Europa vive una crisis por la erosión de los tres pilares que sustentaban su crecimiento y necesita hacer cambios estructurales y subirse al tren de la inteligencia artificial. Este es el mensaje negativo y urgente lanzado por la presidenta del Banco Central Europeo (BCE), Christine Lagarde, pero con un lado positivo: cree que la Unión Europea tiene muchas fortalezas para lograr salir de esta crisis.
Lagarde convirtió su esperado discurso en el Foro Económico Mundial en un diagnóstico y una llamada a la acción de una UE que hace años, especialmente a raíz de la invasión de Ucrania, ve que tiene que reaccionar, pero apenas lo hace, pese a llamamientos como los de Enrico Letta y Mario Draghi. La carrera de la IA, en la que se han adelantado Estados Unidos y también China, ha agravado la situación del viejo continente.
“El modelo de crecimiento europeo de la posguerra se basaba en tres pilares que se reforzaban mutuamente. Hoy en día, los tres se están debilitando a medida que cambia el entorno internacional”, ha advertido Lagarde nada más empezar su discurso.
El primero era el comercio mundial, dinamitado por las políticas del presidente de EE. UU., Donald Trump. El segundo, su fuerza industrial basada en la energía a buen precio, lo que ha pasado a mejor vida con la guerra de Ucrania primero y la de Irán después: de media, las empresas europeas pagan la energía al doble de precio que las estadounidenses y un 50% más caras que las chinas, lo que les resta competitividad. El tercer pilar fue un orden global estable con EE. UU. como aliado, algo que ahora “está bajo presión”.
Lagarde: “El modelo de crecimiento europeo se basaba en tres pilares. Hoy en día, los tres se están debilitando"
“Estos cambios sugieren que el modelo de crecimiento europeo de la posguerra se está erosionando. Y es improbable que vuelva a ser como antes”, ha lamentado Lagarde, que también ha subrayado que “Europa aún cuenta con importantes fortalezas sobre las que construir” , como sus acuerdos comerciales internacionales, como Mercosur o India, sus capacidades industriales, talento y “sobre todo con un mercado integrado de 27 Estados miembros y 450 millones de consumidores, el mayor entre las economías avanzadas”.

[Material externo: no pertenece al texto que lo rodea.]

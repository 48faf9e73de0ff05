//! End-to-end session tests against an in-process WebSocket server.
//!
//! These tests wire a real `SessionConnection` to a real `GameController`
//! and script the server side of the conversation. They verify:
//! - Board sync, attack dispatch, and result application, in order
//! - Unknown and malformed server messages passing by without harm
//! - Automatic reconnect after the server drops the socket
//! - Server pings answered with pongs carrying the same payload
//! - Binary frames dropped without disturbing the text stream
//! - Local refusal of intents while disconnected (nothing is queued)

// Rust guideline compliant 2026-02

use std::time::Duration;

use futures_util::{SinkExt, StreamExt};
use serde_json::{json, Value};
use tokio::net::{TcpListener, TcpStream};
use tokio::sync::mpsc;
use tokio_tungstenite::tungstenite::Message;
use tokio_tungstenite::WebSocketStream;

use broadside::connection::SessionConfig;
use broadside::game::ControllerConfig;
use broadside::{
    CellState, GameController, GamePhase, Intent, Orientation, ReconnectPolicy, ServerMessage,
    SessionConnection, SessionEvent, ShipKind, ViewFrame,
};

/// Upper bound for any single await in these tests.
const WAIT: Duration = Duration::from_secs(5);

/// Binds a listener on an ephemeral port and returns it with its ws:// URL.
async fn bind_server() -> (TcpListener, String) {
    let listener = TcpListener::bind("127.0.0.1:0")
        .await
        .expect("bind listener");
    let url = format!("ws://{}", listener.local_addr().expect("local addr"));
    (listener, url)
}

/// Accepts one TCP connection and completes the WebSocket handshake.
async fn accept_client(listener: &TcpListener) -> WebSocketStream<TcpStream> {
    let (stream, _) = tokio::time::timeout(WAIT, listener.accept())
        .await
        .expect("timed out waiting for a client connection")
        .expect("accept");
    tokio_tungstenite::accept_async(stream)
        .await
        .expect("websocket handshake")
}

/// Spawns the full client stack against `url` and returns its channel ends.
fn spawn_client(
    url: String,
    policy: ReconnectPolicy,
) -> (
    mpsc::UnboundedSender<Intent>,
    mpsc::UnboundedReceiver<ViewFrame>,
) {
    let (events_tx, events_rx) = mpsc::unbounded_channel();
    let (intents_tx, intents_rx) = mpsc::unbounded_channel();
    let (frames_tx, frames_rx) = mpsc::unbounded_channel();

    let connection = SessionConnection::open(SessionConfig { url, policy }, events_tx);
    let controller = GameController::new(connection, ControllerConfig::default());
    tokio::spawn(controller.run(intents_rx, events_rx, frames_tx));

    (intents_tx, frames_rx)
}

/// Receives the next frame, or panics on timeout.
async fn next_frame(frames_rx: &mut mpsc::UnboundedReceiver<ViewFrame>) -> ViewFrame {
    tokio::time::timeout(WAIT, frames_rx.recv())
        .await
        .expect("timed out waiting for a frame")
        .expect("frame channel closed")
}

/// Receives frames until one satisfies `pred`, or panics on timeout.
async fn frame_where<F>(frames_rx: &mut mpsc::UnboundedReceiver<ViewFrame>, mut pred: F) -> ViewFrame
where
    F: FnMut(&ViewFrame) -> bool,
{
    tokio::time::timeout(WAIT, async {
        loop {
            let frame = frames_rx.recv().await.expect("frame channel closed");
            if pred(&frame) {
                return frame;
            }
        }
    })
    .await
    .expect("timed out waiting for a matching frame")
}

/// A ten by ten grid of wire cell strings with the standard fleet placed.
fn rows_with_fleet() -> Vec<Vec<&'static str>> {
    let mut rows = vec![vec!["white"; 10]; 10];
    for (row, len) in [(0usize, 5usize), (2, 4), (4, 3), (6, 3), (8, 2)] {
        for col in 0..len {
            rows[row][col] = "ship";
        }
    }
    rows
}

/// Counts cells in `state` across the whole board.
fn count_cells(board: &broadside::Board, state: CellState) -> usize {
    board.rows().flatten().filter(|c| **c == state).count()
}

// === Full session flow ===

/// The canonical happy path: connect, receive the board, enter attack
/// mode, fire, and watch the server's verdict land on the opponent grid.
#[tokio::test]
async fn test_board_sync_attack_and_result_flow() {
    let (listener, url) = bind_server().await;
    let (intents_tx, mut frames_rx) =
        spawn_client(url, ReconnectPolicy::FixedDelay(Duration::from_millis(50)));
    let mut server = accept_client(&listener).await;

    // Connectivity flows through to the snapshot.
    frame_where(&mut frames_rx, |f| f.snapshot.connected).await;

    // Server pushes the player's board with the full fleet placed.
    let board_msg = json!({ "type": "update_board", "board": rows_with_fleet() });
    server
        .send(Message::Text(board_msg.to_string()))
        .await
        .expect("send update_board");

    let frame = frame_where(&mut frames_rx, |f| {
        count_cells(&f.snapshot.own_board, CellState::Ship) > 0
    })
    .await;
    assert_eq!(
        count_cells(&frame.snapshot.own_board, CellState::Ship),
        17,
        "the five-ship fleet covers 17 cells"
    );
    // Own-board sync never touches the opponent grid.
    assert_eq!(
        count_cells(&frame.snapshot.opponent_board, CellState::Empty),
        100
    );

    // Enter attack mode and fire at (0, 0).
    intents_tx
        .send(Intent::ToggleAttackMode)
        .expect("send toggle");
    frame_where(&mut frames_rx, |f| f.snapshot.phase == GamePhase::Targeting).await;

    intents_tx
        .send(Intent::Attack { row: 0, col: 0 })
        .expect("send attack");

    // The attack reaches the wire exactly as typed.
    let wire = tokio::time::timeout(WAIT, server.next())
        .await
        .expect("timed out waiting for the attack")
        .expect("server stream ended")
        .expect("websocket error");
    let value: Value =
        serde_json::from_str(wire.to_text().expect("text frame")).expect("valid json");
    assert_eq!(value, json!({ "type": "attack", "row": 0, "col": 0 }));

    // No local guessing: the opponent grid stays empty until the server answers.
    let frame = next_frame(&mut frames_rx).await;
    assert_eq!(frame.snapshot.opponent_board.get(0, 0), CellState::Empty);

    // An unknown tag is tolerated and does not disturb the stream.
    server
        .send(Message::Text(
            json!({ "type": "chat_message", "text": "gg" }).to_string(),
        ))
        .await
        .expect("send unknown tag");

    // The verdict lands on the cell, in order, with a log line.
    server
        .send(Message::Text(
            json!({ "type": "attack_result", "row": 0, "col": 0, "result": "HIT" }).to_string(),
        ))
        .await
        .expect("send attack_result");

    let frame = frame_where(&mut frames_rx, |f| {
        f.snapshot.opponent_board.get(0, 0) == CellState::Hit
    })
    .await;
    assert!(
        frame.fresh_log.iter().any(|l| l.contains("(0, 0)")),
        "the result is logged: {:?}",
        frame.fresh_log
    );

    // Game over locks the phase and records the winner.
    server
        .send(Message::Text(
            json!({ "type": "game_over", "winner": "player1" }).to_string(),
        ))
        .await
        .expect("send game_over");

    let frame = frame_where(&mut frames_rx, |f| f.snapshot.phase == GamePhase::Over).await;
    assert_eq!(frame.snapshot.winner.as_deref(), Some("player1"));

    // Closing the intent side winds the whole stack down.
    drop(intents_tx);
}

/// Opponent-board sync replaces the grid wholesale and leaves the
/// player's own grid alone; a malformed known tag right before it is
/// dropped at the session layer without surfacing anything.
#[tokio::test]
async fn test_enemy_update_replaces_opponent_board() {
    let (listener, url) = bind_server().await;
    let (intents_tx, mut frames_rx) =
        spawn_client(url, ReconnectPolicy::FixedDelay(Duration::from_millis(50)));
    let mut server = accept_client(&listener).await;

    // Missing fields on a known tag: dropped with a warning, no event.
    server
        .send(Message::Text(
            json!({ "type": "attack_result", "row": 1 }).to_string(),
        ))
        .await
        .expect("send malformed attack_result");

    let mut rows = vec![vec!["white"; 10]; 10];
    rows[5][5] = "HIT";
    rows[5][6] = "MISS";
    server
        .send(Message::Text(
            json!({ "type": "enemy_update", "board": rows }).to_string(),
        ))
        .await
        .expect("send enemy_update");

    let frame = frame_where(&mut frames_rx, |f| {
        f.snapshot.opponent_board.get(5, 5) == CellState::Hit
    })
    .await;
    assert_eq!(frame.snapshot.opponent_board.get(5, 6), CellState::Miss);
    assert_eq!(count_cells(&frame.snapshot.own_board, CellState::Empty), 100);
    assert!(
        frame.notices.is_empty(),
        "malformed frames vanish at the session layer: {:?}",
        frame.notices
    );

    drop(intents_tx);
}

// === Reconnect behavior ===

/// Receives session events until `Up`, or panics on timeout.
async fn wait_for_up(events_rx: &mut mpsc::UnboundedReceiver<SessionEvent>) {
    tokio::time::timeout(WAIT, async {
        loop {
            if let SessionEvent::Up = events_rx.recv().await.expect("event channel closed") {
                break;
            }
        }
    })
    .await
    .expect("timed out waiting for session up");
}

/// Receives session events until `Down`, or panics on timeout.
async fn wait_for_down(events_rx: &mut mpsc::UnboundedReceiver<SessionEvent>) {
    tokio::time::timeout(WAIT, async {
        loop {
            if let SessionEvent::Down { .. } = events_rx.recv().await.expect("event channel closed")
            {
                break;
            }
        }
    })
    .await
    .expect("timed out waiting for session down");
}

/// A dropped socket is reported, then a fresh connection is established
/// without any outside help.
#[tokio::test]
async fn test_reconnects_after_server_drop() {
    let (listener, url) = bind_server().await;
    let (events_tx, mut events_rx) = mpsc::unbounded_channel();
    let connection = SessionConnection::open(
        SessionConfig {
            url,
            policy: ReconnectPolicy::FixedDelay(Duration::from_millis(50)),
        },
        events_tx,
    );

    // First connection comes up.
    let server = accept_client(&listener).await;
    wait_for_up(&mut events_rx).await;
    assert!(connection.is_connected());

    // Server drops the socket; the session notices and retries.
    drop(server);
    wait_for_down(&mut events_rx).await;

    // The retry lands as a brand new connection.
    let _second = accept_client(&listener).await;
    wait_for_up(&mut events_rx).await;
    assert!(connection.is_connected());

    connection.shutdown();
}

// === Transport frames ===

/// Server pings are answered with pongs carrying the same payload, so
/// keepalive works without the game layer ever hearing about it.
#[tokio::test]
async fn test_server_ping_answered_with_pong() {
    let (listener, url) = bind_server().await;
    let (events_tx, mut events_rx) = mpsc::unbounded_channel();
    let connection = SessionConnection::open(
        SessionConfig {
            url,
            policy: ReconnectPolicy::FixedDelay(Duration::from_millis(50)),
        },
        events_tx,
    );
    let mut server = accept_client(&listener).await;
    wait_for_up(&mut events_rx).await;

    server
        .send(Message::Ping(b"keepalive".to_vec()))
        .await
        .expect("send ping");

    let payload = tokio::time::timeout(WAIT, async {
        loop {
            let msg = server
                .next()
                .await
                .expect("server stream ended")
                .expect("websocket error");
            if let Message::Pong(data) = msg {
                break data;
            }
        }
    })
    .await
    .expect("timed out waiting for the pong");
    assert_eq!(payload, b"keepalive");

    connection.shutdown();
}

/// A binary frame means nothing to the protocol: the session drops it
/// and the connection and frame stream carry on untouched.
#[tokio::test]
async fn test_binary_frame_ignored_stream_continues() {
    let (listener, url) = bind_server().await;
    let (events_tx, mut events_rx) = mpsc::unbounded_channel();
    let connection = SessionConnection::open(
        SessionConfig {
            url,
            policy: ReconnectPolicy::FixedDelay(Duration::from_millis(50)),
        },
        events_tx,
    );
    let mut server = accept_client(&listener).await;
    wait_for_up(&mut events_rx).await;

    server
        .send(Message::Binary(vec![0xde, 0xad, 0xbe, 0xef]))
        .await
        .expect("send binary");
    server
        .send(Message::Text(
            json!({ "type": "log", "text": "still here" }).to_string(),
        ))
        .await
        .expect("send log");

    // The log frame is the very next event: the binary frame produced
    // neither a frame nor a disconnect.
    let event = tokio::time::timeout(WAIT, events_rx.recv())
        .await
        .expect("timed out waiting for an event")
        .expect("event channel closed");
    match event {
        SessionEvent::Frame(ServerMessage::Log { text }) => {
            assert_eq!(text, "still here");
        }
        other => panic!("expected the log frame, got {other:?}"),
    }
    assert!(connection.is_connected());

    connection.shutdown();
}

// === Offline behavior ===

/// With no server at all, the controller stays responsive: local toggles
/// work, transmitting intents are refused with a notice, and nothing is
/// queued for later.
#[tokio::test]
async fn test_intents_refused_while_disconnected() {
    // Port 1 refuses connections; the fixed-delay policy keeps retrying
    // in the background while the controller keeps serving the view.
    let (intents_tx, mut frames_rx) = spawn_client(
        "ws://127.0.0.1:1/ws".to_string(),
        ReconnectPolicy::FixedDelay(Duration::from_millis(200)),
    );

    let frame = next_frame(&mut frames_rx).await;
    assert!(!frame.snapshot.connected, "no server, must start disconnected");

    // Local toggles still work offline.
    intents_tx
        .send(Intent::ToggleAttackMode)
        .expect("send toggle");
    let frame = next_frame(&mut frames_rx).await;
    assert_eq!(frame.snapshot.phase, GamePhase::Targeting);

    // Attacks are refused locally with a warning.
    intents_tx
        .send(Intent::Attack { row: 3, col: 4 })
        .expect("send attack");
    let frame = next_frame(&mut frames_rx).await;
    assert!(
        frame.notices.iter().any(|n| n.text.contains("Not connected")),
        "got: {:?}",
        frame.notices
    );
    assert_eq!(count_cells(&frame.snapshot.opponent_board, CellState::Empty), 100);

    // Placements too, and the refusal leaves no intent in the log.
    intents_tx
        .send(Intent::PlaceShip {
            ship: ShipKind::Destroyer,
            orientation: Orientation::Horizontal,
            row: 0,
            col: 0,
        })
        .expect("send place");
    let frame = next_frame(&mut frames_rx).await;
    assert!(
        frame.notices.iter().any(|n| n.text.contains("Not connected")),
        "got: {:?}",
        frame.notices
    );
    assert!(frame.fresh_log.is_empty());
}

“La tarea ahora consiste en convertir esa capacidad de adaptación interna en una fuente de crecimiento más duradera a largo plazo”, ha añadido, y ha advertido que acerca de “las barreras que impiden a las empresas crecer” y también sumarse a los cambios tecnológicos. “Ya hemos visto las consecuencias antes”, ha alertado.
Lagarde ha sido contundente con respecto a la carrera de la IA: “Europa quedó en gran medida al margen de la primera revolución digital, ya que los beneficios comerciales derivados de la difusión de las tecnologías de la información y la comunicación fueron acaparados desproporcionadamente por otros países. No podemos permitirnos repetir esa experiencia con la inteligencia artificial, la segunda revolución digital”.
Toque de atención a la UE
La presidenta del BCE cree que las empresas ya están haciendo los deberes, pero no tiene tan claro que la UE sea capaz de facilitarles el camino: “Ya existen indicios alentadores de que las empresas europeas están invirtiendo en IA. Según las encuestas, las empresas de la zona euro prevén destinar una media de alrededor del 9 % de su inversión total a la IA este año. La cuestión es si Europa puede crear las condiciones para que esa inversión se extienda y crezca”.
Para ella, existen dos grandes obstáculos. El primero es la fragmentación del mercado único, ya que “las empresas continúan compitiendo demasiado dentro de las fronteras nacionales”. El segundo es la fragmentación de los mercados de capitales, que hace que las empresas innovadoras emergentes se terminen marchando cuando necesitan dar grandes saltos, pues encuentran mejores condiciones en entornos como los EE. UU.
“Estas dos barreras se refuerzan mutuamente. Los mercados fragmentados reducen la rentabilidad de la expansión en Europa, mientras que la fragmentación de las finanzas dificulta la financiación de dicha expansión. El resultado es un menor número de empresas que alcanzan una dimensión global y una difusión más lenta de las nuevas tecnologías en la economía”, ha explicado Lagarde.
La presidenta del BCE tiene claro que la UE tiene las bases para sumarse a la actual revolución tecnológica y que el camino es una mayor integración europea: “Ya contamos con muchos de los ingredientes necesarios para un crecimiento más sólido a largo plazo. Convertir el tamaño europeo en escala europea ayudaría a las empresas innovadoras a crecer en el mercado nacional, permitiría una difusión más rápida de las nuevas tecnologías e impulsaría la productividad. De este modo, contribuiría a que la demanda interna se convirtiera en un motor de crecimiento más duradero”.